First, you need to understand the argument stating that "individuals who meditate regularly are less likely to engage in unethical actions, " so this is the point you need to weaken. So, if anything states that meditators and non-meditators have the same ethical behaviour, then it means that meditation doesn't help improve the ethical behaviour of any person, and their claim is wrong.
If you still didn't get it here's a more detailed explanation for you
RiyaJ0032,
The spiritual leaders claim that meditation leads to increased moral behavior. This is a positive claim asserting a causal relationship: meditation → improved ethical behavior.
Answer choice A states that a study found meditators "do not demonstrate significantly different ethical behavior compared to non-meditators." This directly contradicts the spiritual leaders' claim because:
- If meditation truly caused increased moral behavior (as claimed), we would expect to see meditators demonstrating better ethical behavior than non-meditators.
- The study finding "no significant difference" means the expected improvement in ethical behavior was not observed, despite meditators having the claimed increase in self-awareness.
Your example with persons A and B actually highlights why answer A is correct. In your scenario:
- Person A meditates
- Person B doesn't meditate
- Both help people equally (demonstrate the same ethical behavior)
This pattern of evidence is exactly what answer choice A describes, and it contradicts the spiritual leaders' argument. If meditation truly caused increased moral behavior, we would expect person A to demonstrate better ethical behavior than person B. The fact that they don't suggests meditation is not causing the claimed improvement in ethics.
The phrase "do not demonstrate significantly different ethical behavior" doesn't imply unethical behavior - it simply means there was no measurable improvement in ethical behavior among meditators. This directly weakens the claim that meditation leads to increased moral behavior.
I hope it's clear
RiyaJ0032.
RiyaJ0032
what do you mean that not showing "improved ethical behavior" is evidence for demonstrating unethical behavior
this is illogical
let's say A meditates, B does not
A helps people around him
while B also does
both are doing ethical action, but A is not doing an ethical action "significantly different" than what B does
does this mean he engages in unethical behavior?
No
if some expert can clarify
Thanks
MartyMurrayGMATNinjaTwonapolean92728
Answer: A
The correct answer is (A) A study found that individuals who meditate daily report higher self-awareness but do not demonstrate significantly different ethical behavior compared to non-meditators.
Explanation:
The argument claims that meditation leads to increased moral behavior by enhancing self-awareness and inner peace. Option A directly contradicts this causal relationship by providing evidence that while meditation does increase self-awareness (supporting part of the premise), it does not actually result in improved ethical behavior (contradicting the conclusion). This breaks the claimed connection between meditation and moral behavior, severely weakening the argument.

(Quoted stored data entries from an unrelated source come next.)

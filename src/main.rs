use anyhow::{bail, Context, Result};
use env_logger::Env;
use rocketsql_storage::codec::{encode_key, FieldValue};
use rocketsql_storage::kv::Database;

const DEFAULT_PAGE_SIZE: usize = 512;

fn main() -> Result<()> {
    env_logger::Builder::from_env(Env::default().default_filter_or("info")).init();

    let args = std::env::args().collect::<Vec<_>>();
    match args.len() {
        0 | 1 => bail!("Missing <database path> and <command>"),
        2 => bail!("Missing <command>"),
        _ => {}
    }

    let mut db = Database::open(&args[1], DEFAULT_PAGE_SIZE)
        .with_context(|| format!("opening database at {}", &args[1]))?;

    let command = args[2].as_str();
    match command {
        "tables" => {
            let names = db.table_names()?;
            println!("{}", names.join(", "));
        }
        "create" => {
            let table = arg(&args, 3, "create <table>")?;
            let root = db.create_table(table)?;
            println!("created table '{table}' (root page {root})");
        }
        "droptable" => {
            let table = arg(&args, 3, "droptable <table>")?;
            let rows = db.drop_table(table)?;
            println!("dropped '{table}', freed {rows} rows");
        }
        "insert" => {
            let table = arg(&args, 3, "insert <table> <key> <value>")?;
            let key = arg(&args, 4, "insert <table> <key> <value>")?;
            let value = arg(&args, 5, "insert <table> <key> <value>")?;
            let root = db.table_root(table)?;
            let key_bytes = encode_key(&[FieldValue::Int(key.parse()?)]);
            db.insert(root, &key_bytes, value.as_bytes())?;
        }
        "get" => {
            let table = arg(&args, 3, "get <table> <key>")?;
            let key = arg(&args, 4, "get <table> <key>")?;
            let root = db.table_root(table)?;
            let key_bytes = encode_key(&[FieldValue::Int(key.parse()?)]);
            let value = db.get(root, &key_bytes)?;
            println!("{}", String::from_utf8_lossy(&value));
        }
        "delete" => {
            let table = arg(&args, 3, "delete <table> <key>")?;
            let key = arg(&args, 4, "delete <table> <key>")?;
            let root = db.table_root(table)?;
            let key_bytes = encode_key(&[FieldValue::Int(key.parse()?)]);
            db.delete(root, &key_bytes)?;
        }
        "scan" => {
            let table = arg(&args, 3, "scan <table>")?;
            let root = db.table_root(table)?;
            let mut it = db.first(root)?;
            let mut count = 0;
            while let Some(value) = it.next()? {
                println!("{}", String::from_utf8_lossy(&value));
                count += 1;
            }
            println!("{count} rows");
        }
        "truncate" => {
            let table = arg(&args, 3, "truncate <table>")?;
            let root = db.table_root(table)?;
            let rows = db.truncate_tree(root)?;
            println!("truncated '{table}', freed {rows} rows");
        }
        "rebuild" => {
            let table = arg(&args, 3, "rebuild <table>")?;
            let root = db.table_root(table)?;
            db.rebuild_tree(root)?;
            println!("rebuilt '{table}'");
        }
        _ => bail!("Unknown command: {command}"),
    }

    db.close()?;
    Ok(())
}

fn arg<'a>(args: &'a [String], i: usize, usage: &str) -> Result<&'a str> {
    args.get(i)
        .map(String::as_str)
        .ok_or_else(|| anyhow::anyhow!("usage: {usage}"))
}
//! C5: the pager. Translates page ids to file offsets, owns the DbHeader
//! and the freelist of recycled pages, and optionally caches pages.

use crate::error::{Result, StorageError};
use crate::file::FileManager;
use crate::page::{Page, PageType};
use log::{debug, trace};
use std::collections::HashMap;
use std::path::Path;

pub const DB_HEADER_SIZE: u64 = 12;

#[derive(Debug, Clone, Copy, Default)]
struct DbHeader {
    num_pages: u32,
    first_free_page: u32,
    num_free_pages: u32,
}

impl DbHeader {
    fn decode(buf: &[u8]) -> Self {
        DbHeader {
            num_pages: u32::from_be_bytes(buf[0..4].try_into().unwrap()),
            first_free_page: u32::from_be_bytes(buf[4..8].try_into().unwrap()),
            num_free_pages: u32::from_be_bytes(buf[8..12].try_into().unwrap()),
        }
    }

    fn encode(&self) -> Vec<u8> {
        let mut out = Vec::with_capacity(DB_HEADER_SIZE as usize);
        out.extend_from_slice(&self.num_pages.to_be_bytes());
        out.extend_from_slice(&self.first_free_page.to_be_bytes());
        out.extend_from_slice(&self.num_free_pages.to_be_bytes());
        out
    }
}

/// An LRU-free bounded cache: admits on miss, and on a full cache simply
/// skips admission rather than evicting, per the "admit-or-skip" policy —
/// a correctness cache for repeat reads within one call, not a working-set
/// cache meant to bound I/O under write-heavy workloads.
struct PageCache {
    capacity: usize,
    entries: HashMap<u32, Page>,
}

impl PageCache {
    fn new(capacity: usize) -> Self {
        PageCache {
            capacity,
            entries: HashMap::new(),
        }
    }

    fn get(&self, id: u32) -> Option<&Page> {
        self.entries.get(&id)
    }

    fn admit(&mut self, page: Page) {
        if self.entries.len() < self.capacity || self.entries.contains_key(&page.id) {
            self.entries.insert(page.id, page);
        }
    }

    fn invalidate(&mut self, id: u32) {
        self.entries.remove(&id);
    }
}

pub struct Pager {
    file: FileManager,
    page_size: usize,
    header: DbHeader,
    cache: Option<PageCache>,
}

impl Pager {
    pub fn open<P: AsRef<Path>>(path: P, page_size: usize) -> Result<Self> {
        Self::open_with_cache(path, page_size, None)
    }

    pub fn open_with_cache<P: AsRef<Path>>(
        path: P,
        page_size: usize,
        cache_capacity: Option<usize>,
    ) -> Result<Self> {
        let mut file = FileManager::open(path)?;
        let header = if file.is_empty()? {
            let header = DbHeader::default();
            file.append(&header.encode())?;
            header
        } else {
            DbHeader::decode(&file.read_at(0, DB_HEADER_SIZE as usize)?)
        };
        Ok(Pager {
            file,
            page_size,
            header,
            cache: cache_capacity.map(PageCache::new),
        })
    }

    pub fn page_size(&self) -> usize {
        self.page_size
    }

    fn offset_of(&self, id: u32) -> u64 {
        DB_HEADER_SIZE + (id as u64 - 1) * self.page_size as u64
    }

    pub fn read_page(&mut self, id: u32) -> Result<Page> {
        if id == 0 {
            return Err(StorageError::InvalidPageId);
        }
        if let Some(cache) = &self.cache {
            if let Some(page) = cache.get(id) {
                trace!("pager: cache hit for page {id}");
                return Ok(page.clone());
            }
        }
        let off = self.offset_of(id);
        let bytes = self.file.read_at(off, self.page_size)?;
        let page = Page::deserialize(id, bytes)?;
        if let Some(cache) = &mut self.cache {
            cache.admit(page.clone());
        }
        Ok(page)
    }

    pub fn write_page(&mut self, page: &Page) -> Result<()> {
        if page.id == 0 {
            return Err(StorageError::InvalidPageId);
        }
        let off = self.offset_of(page.id);
        if page.id > self.header.num_pages {
            self.file.append(&page.serialize())?;
            self.header.num_pages = page.id;
            self.flush_header()?;
        } else {
            self.file.write_at(off, &page.serialize())?;
        }
        if let Some(cache) = &mut self.cache {
            cache.admit(page.clone());
        }
        Ok(())
    }

    /// Mints or recycles a page id and writes a freshly-initialized page of
    /// `page_type` for it. The caller is responsible for any further writes
    /// (e.g. populating cells) and for calling `write_page` again afterward.
    pub fn allocate_page(&mut self, page_type: PageType) -> Result<Page> {
        if self.header.num_free_pages == 0 {
            let new_id = self.header.num_pages + 1;
            let page = match page_type {
                PageType::Leaf => Page::new_leaf(new_id, self.page_size),
                PageType::Interior => Page::new_interior(new_id, self.page_size, 0),
            };
            self.write_page(&page)?;
            debug!("pager: minted new page {new_id}");
            Ok(page)
        } else {
            let freed_id = self.header.first_free_page;
            let freed = self.read_page(freed_id)?;
            let next_free = freed.last_ptr();
            self.header.first_free_page = next_free;
            self.header.num_free_pages -= 1;

            let page = match page_type {
                PageType::Leaf => Page::new_leaf(freed_id, self.page_size),
                PageType::Interior => Page::new_interior(freed_id, self.page_size, 0),
            };
            self.write_page(&page)?;
            self.flush_header()?;
            debug!("pager: recycled freed page {freed_id}");
            Ok(page)
        }
    }

    /// Returns `id` to the freelist. If `id` is the last page in the file,
    /// the file is truncated instead of leaving a hole.
    pub fn free_page(&mut self, id: u32) -> Result<()> {
        if id == self.header.num_pages {
            self.file.truncate(self.offset_of(id))?;
            self.header.num_pages -= 1;
            if let Some(cache) = &mut self.cache {
                cache.invalidate(id);
            }
        } else {
            let mut page = self.read_page(id)?;
            page.reset(PageType::Leaf);
            page.set_last_ptr(self.header.first_free_page);
            self.write_page(&page)?;
            self.header.first_free_page = id;
            self.header.num_free_pages += 1;
        }
        self.flush_header()?;
        debug!("pager: freed page {id}");
        Ok(())
    }

    pub fn num_pages(&self) -> u32 {
        self.header.num_pages
    }

    fn flush_header(&mut self) -> Result<()> {
        self.file.write_at(0, &self.header.encode())
    }

    pub fn close(mut self) -> Result<()> {
        self.flush_header()?;
        self.file.sync()?;
        Ok(())
    }
}

#[cfg(test)]
mod tests {
    use super::*;

    #[test]
    fn allocate_and_read_back_leaf() {
        let tmp = tempfile::NamedTempFile::new().unwrap();
        let mut pager = Pager::open(tmp.path(), 512).unwrap();
        let page = pager.allocate_page(PageType::Leaf).unwrap();
        assert_eq!(page.id, 1);
        let read_back = pager.read_page(1).unwrap();
        assert!(read_back.is_leaf());
    }

    #[test]
    fn free_then_allocate_recycles_lifo() {
        let tmp = tempfile::NamedTempFile::new().unwrap();
        let mut pager = Pager::open(tmp.path(), 512).unwrap();
        let p1 = pager.allocate_page(PageType::Leaf).unwrap();
        let _p2 = pager.allocate_page(PageType::Leaf).unwrap();
        pager.free_page(p1.id).unwrap();
        let p3 = pager.allocate_page(PageType::Leaf).unwrap();
        assert_eq!(p3.id, p1.id);
    }

    #[test]
    fn freeing_last_page_truncates_file() {
        let tmp = tempfile::NamedTempFile::new().unwrap();
        let mut pager = Pager::open(tmp.path(), 512).unwrap();
        let p1 = pager.allocate_page(PageType::Leaf).unwrap();
        let before = pager.num_pages();
        pager.free_page(p1.id).unwrap();
        assert_eq!(pager.num_pages(), before - 1);
    }

    #[test]
    fn read_page_zero_is_invalid() {
        let tmp = tempfile::NamedTempFile::new().unwrap();
        let mut pager = Pager::open(tmp.path(), 512).unwrap();
        assert!(matches!(
            pager.read_page(0).unwrap_err(),
            StorageError::InvalidPageId
        ));
    }

    #[test]
    fn header_persists_across_reopen() {
        let tmp = tempfile::NamedTempFile::new().unwrap();
        let path = tmp.path().to_path_buf();
        {
            let mut pager = Pager::open(&path, 512).unwrap();
            pager.allocate_page(PageType::Leaf).unwrap();
            pager.allocate_page(PageType::Leaf).unwrap();
            pager.close().unwrap();
        }
        let pager = Pager::open(&path, 512).unwrap();
        assert_eq!(pager.num_pages(), 2);
    }
}
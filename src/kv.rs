//! C7: the key/value API exposed to whatever sits above the storage engine
//! (a SQL layer, in the system this was distilled from; a thin CLI here).
//! Bundles a pager with the bootstrapped schema table and table-name
//! lookups a caller needs to find a root id in the first place.

use crate::btree::{self, BTreeIterator};
use crate::codec::{decode_fields, encode_key, encode_value, FieldValue};
use crate::error::{Result, StorageError};
use crate::pager::Pager;
use log::info;
use std::path::Path;

/// The schema table's root page id never changes: it is always the first
/// page minted when a fresh database is opened.
pub const SCHEMA_ROOT: u32 = 1;

pub struct Database {
    pager: Pager,
}

impl Database {
    pub fn open<P: AsRef<Path>>(path: P, page_size: usize) -> Result<Self> {
        let mut pager = Pager::open(path, page_size)?;
        if pager.num_pages() == 0 {
            let root = btree::create(&mut pager)?;
            assert_eq!(
                root, SCHEMA_ROOT,
                "the schema table must be the first page minted in a fresh database"
            );
            let key = encode_key(&[FieldValue::VarChar("schema".into())]);
            let value = schema_row("table", "schema", SCHEMA_ROOT);
            btree::insert(&mut pager, SCHEMA_ROOT, &key, &value)?;
            info!("bootstrapped schema table at page {SCHEMA_ROOT}");
        }
        Ok(Database { pager })
    }

    /// Allocates a new table root and records it in the schema table under
    /// `name`.
    pub fn create_table(&mut self, name: &str) -> Result<u32> {
        let root = btree::create(&mut self.pager)?;
        let key = encode_key(&[FieldValue::VarChar(name.into())]);
        let value = schema_row("table", name, root);
        btree::insert(&mut self.pager, SCHEMA_ROOT, &key, &value)?;
        info!("created table '{name}' with root page {root}");
        Ok(root)
    }

    /// Drops `name` from the schema table and frees every page of its tree.
    pub fn drop_table(&mut self, name: &str) -> Result<u64> {
        let root = self.table_root(name)?;
        let key = encode_key(&[FieldValue::VarChar(name.into())]);
        btree::delete(&mut self.pager, SCHEMA_ROOT, &key)?;
        btree::delete_tree(&mut self.pager, root)
    }

    pub fn table_root(&mut self, name: &str) -> Result<u32> {
        let key = encode_key(&[FieldValue::VarChar(name.into())]);
        let value = btree::get(&mut self.pager, SCHEMA_ROOT, &key)?;
        match decode_fields(&value).get(2) {
            Some(FieldValue::Int(id)) => Ok(*id as u32),
            _ => Err(StorageError::CorruptPage {
                page_id: SCHEMA_ROOT,
                reason: "schema row missing root page id".into(),
            }),
        }
    }

    pub fn table_names(&mut self) -> Result<Vec<String>> {
        let mut names = Vec::new();
        let mut it = btree::first(&mut self.pager, SCHEMA_ROOT)?;
        while let Some(value) = it.next()? {
            if let Some(FieldValue::VarChar(name)) = decode_fields(&value).get(1) {
                names.push(name.clone());
            }
        }
        Ok(names)
    }

    pub fn insert(&mut self, root_id: u32, key: &[u8], value: &[u8]) -> Result<()> {
        btree::insert(&mut self.pager, root_id, key, value)
    }

    pub fn get(&mut self, root_id: u32, key: &[u8]) -> Result<Vec<u8>> {
        btree::get(&mut self.pager, root_id, key)
    }

    pub fn delete(&mut self, root_id: u32, key: &[u8]) -> Result<()> {
        btree::delete(&mut self.pager, root_id, key)
    }

    pub fn first(&mut self, root_id: u32) -> Result<BTreeIterator<'_>> {
        btree::first(&mut self.pager, root_id)
    }

    pub fn delete_tree(&mut self, root_id: u32) -> Result<u64> {
        btree::delete_tree(&mut self.pager, root_id)
    }

    pub fn truncate_tree(&mut self, root_id: u32) -> Result<u64> {
        btree::truncate_tree(&mut self.pager, root_id)
    }

    pub fn rebuild_tree(&mut self, root_id: u32) -> Result<()> {
        btree::rebuild_tree(&mut self.pager, root_id)
    }

    pub fn close(self) -> Result<()> {
        self.pager.close()
    }
}

fn schema_row(kind: &str, name: &str, root: u32) -> Vec<u8> {
    encode_value(&[
        FieldValue::VarChar(kind.into()),
        FieldValue::VarChar(name.into()),
        FieldValue::Int(root as i32),
    ])
}

#[cfg(test)]
mod tests {
    use super::*;

    #[test]
    fn fresh_database_bootstraps_schema_table() {
        let tmp = tempfile::NamedTempFile::new().unwrap();
        let mut db = Database::open(tmp.path(), 512).unwrap();
        assert_eq!(db.table_names().unwrap(), vec!["schema".to_string()]);
    }

    #[test]
    fn create_table_is_discoverable_by_name() {
        let tmp = tempfile::NamedTempFile::new().unwrap();
        let mut db = Database::open(tmp.path(), 512).unwrap();
        let root = db.create_table("students").unwrap();
        assert_eq!(db.table_root("students").unwrap(), root);
        assert!(db.table_names().unwrap().contains(&"students".to_string()));
    }

    #[test]
    fn drop_table_removes_schema_row_and_frees_tree() {
        let tmp = tempfile::NamedTempFile::new().unwrap();
        let mut db = Database::open(tmp.path(), 512).unwrap();
        let root = db.create_table("temp").unwrap();
        let key = encode_key(&[FieldValue::Int(1)]);
        db.insert(root, &key, b"row").unwrap();
        db.drop_table("temp").unwrap();
        assert!(matches!(
            db.table_root("temp").unwrap_err(),
            StorageError::NotFound
        ));
    }

    #[test]
    fn reopening_existing_database_does_not_rebootstrap() {
        let tmp = tempfile::NamedTempFile::new().unwrap();
        let path = tmp.path().to_path_buf();
        {
            let mut db = Database::open(&path, 512).unwrap();
            db.create_table("students").unwrap();
            db.close().unwrap();
        }
        let mut db = Database::open(&path, 512).unwrap();
        assert!(db.table_names().unwrap().contains(&"students".to_string()));
        assert_eq!(db.table_names().unwrap().len(), 2);
    }
}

Why each other option is incorrect:
(B) This shows that some people misuse meditation, but doesn't weaken the general claim that meditation typically increases moral behavior. It only identifies exceptions rather than challenging the core relationship.
(C) This merely points out that different types of meditation exist with different focuses, but doesn't contradict the claim that meditation generally leads to more ethical behavior. It just qualifies the type of meditation being discussed.
(D) This statement is about non-meditators who are ethical, which doesn't address whether meditation increases moral behavior for those who do practice it. The existence of ethical non-meditators doesn't disprove that meditation could improve ethics for practitioners.
(E) While this shows examples that seem to contradict the conclusion, isolated cases of unethical meditators don't necessarily invalidate a general trend. These could be exceptions rather than evidence against the overall pattern claimed in the argument.